__PROBLEM STATEMENT__: Every single entry must be restated word for word.

__SOURCE INFORMATION__:
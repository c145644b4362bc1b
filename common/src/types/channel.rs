use std::fmt;

use crate::constants::N_CHANNELS;

/// Represents the motion sensor streams captured by the pipeline.
///
/// # Variants
///
/// - `Accel`: linear acceleration (gravity removed by the platform).
/// - `Gyro`: angular rate.
///
/// # Examples
///
/// ```
/// use common::types::Channel;
///
/// assert_eq!(usize::from(Channel::Gyro), 1);
/// assert_eq!(Channel::try_from("Accelerometer").unwrap(), Channel::Accel);
/// assert_eq!(Channel::Accel.default_batch_name(), "acc_sensor_data");
/// ```
#[derive(Clone, Copy, Debug, PartialEq, Eq, PartialOrd, Ord, Hash)]
pub enum Channel {
    Accel,
    Gyro,
}

const ACCEL_INDEX: usize = 0;
const GYRO_INDEX: usize = 1;

impl Channel {
    /// All channels, ordered by index.
    pub const ALL: [Channel; N_CHANNELS] = [Channel::Accel, Channel::Gyro];

    /// Returns the position of the channel in per-channel arrays.
    pub fn index(self) -> usize {
        match self {
            Channel::Accel => ACCEL_INDEX,
            Channel::Gyro => GYRO_INDEX,
        }
    }

    pub fn name(self) -> &'static str {
        match self {
            Channel::Accel => "accel",
            Channel::Gyro => "gyro",
        }
    }

    /// Logical batch name the collector expects for this channel.
    pub fn default_batch_name(self) -> &'static str {
        match self {
            Channel::Accel => "acc_sensor_data",
            Channel::Gyro => "sensor_data",
        }
    }
}

impl fmt::Display for Channel {
    fn fmt(&self, f: &mut fmt::Formatter<'_>) -> fmt::Result {
        f.write_str(self.name())
    }
}

impl From<Channel> for usize {
    fn from(value: Channel) -> Self {
        value.index()
    }
}

impl From<&Channel> for usize {
    fn from(value: &Channel) -> Self {
        value.index()
    }
}

impl TryFrom<usize> for Channel {
    type Error = String;

    fn try_from(value: usize) -> Result<Self, Self::Error> {
        match value {
            ACCEL_INDEX => Ok(Channel::Accel),
            GYRO_INDEX => Ok(Channel::Gyro),
            _ => Err(format!("Channel {} doesnt exist", value)),
        }
    }
}

impl TryFrom<&str> for Channel {
    type Error = String;

    fn try_from(value: &str) -> Result<Self, Self::Error> {
        let lower_case_value = value.to_lowercase();
        if lower_case_value.contains("acc") {
            Ok(Channel::Accel)
        } else if lower_case_value.contains("gyr") {
            Ok(Channel::Gyro)
        } else {
            Err(format!("Unknown channel {}", value))
        }
    }
}

impl TryFrom<String> for Channel {
    type Error = String;

    fn try_from(value: String) -> Result<Self, Self::Error> {
        Channel::try_from(value.as_str())
    }
}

__EXERCISE ANSWER__:
repository c145644b4362bc1b
filename common/src/types/channel.rs
use std::fmt;

use crate::constants::N_CHANNELS;

/// Represents the motion sensor streams captured by the pipeline.
///
/// # Variants
///
/// - `Accel`: linear acceleration (gravity removed by the platform).
/// - `Gyro`: angular rate.
///
/// # Examples
///
/// ```
/// use common::types::Channel;
///
/// assert_eq!(usize::from(Channel::Gyro), 1);
/// assert_eq!(Channel::try_from("Accelerometer").unwrap(), Channel::Accel);
/// assert_eq!(Channel::Accel.default_batch_name(), "acc_sensor_data");
/// ```
#[derive(Clone, Copy, Debug, PartialEq, Eq, PartialOrd, Ord, Hash)]
pub enum Channel {
    Accel,
    Gyro,
}

const ACCEL_INDEX: usize = 0;
const GYRO_INDEX: usize = 1;

impl Channel {
    /// All channels, ordered by index.
    pub const ALL: [Channel; N_CHANNELS] = [Channel::Accel, Channel::Gyro];

    /// Returns the position of the channel in per-channel arrays.
    pub fn index(self) -> usize {
        match self {
            Channel::Accel => ACCEL_INDEX,
            Channel::Gyro => GYRO_INDEX,
        }
    }

    pub fn name(self) -> &'static str {
        match self {
            Channel::Accel => "accel",
            Channel::Gyro => "gyro",
        }
    }

    /// Logical batch name the collector expects for this channel.
    pub fn default_batch_name(self) -> &'static str {
        match self {
            Channel::Accel => "acc_sensor_data",
            Channel::Gyro => "sensor_data",
        }
    }
}

impl fmt::Display for Channel {
    fn fmt(&self, f: &mut fmt::Formatter<'_>) -> fmt::Result {
        f.write_str(self.name())
    }
}

impl From<Channel> for usize {
    fn from(value: Channel) -> Self {
        value.index()
    }
}

impl From<&Channel> for usize {
    fn from(value: &Channel) -> Self {
        value.index()
    }
}

impl TryFrom<usize> for Channel {
    type Error = String;

    fn try_from(value: usize) -> Result<Self, Self::Error> {
        match value {
            ACCEL_INDEX => Ok(Channel::Accel),
            GYRO_INDEX => Ok(Channel::Gyro),
            _ => Err(format!("Channel {} doesnt exist", value)),
        }
    }
}

impl TryFrom<&str> for Channel {
    type Error = String;

    fn try_from(value: &str) -> Result<Self, Self::Error> {
        let lower_case_value = value.to_lowercase();
        if lower_case_value.contains("acc") {
            Ok(Channel::Accel)
        } else if lower_case_value.contains("gyr") {
            Ok(Channel::Gyro)
        } else {
            Err(format!("Unknown channel {}", value))
        }
    }
}

impl TryFrom<String> for Channel {
    type Error = String;

    fn try_from(value: String) -> Result<Self, Self::Error> {
        Channel::try_from(value.as_str())
    }
}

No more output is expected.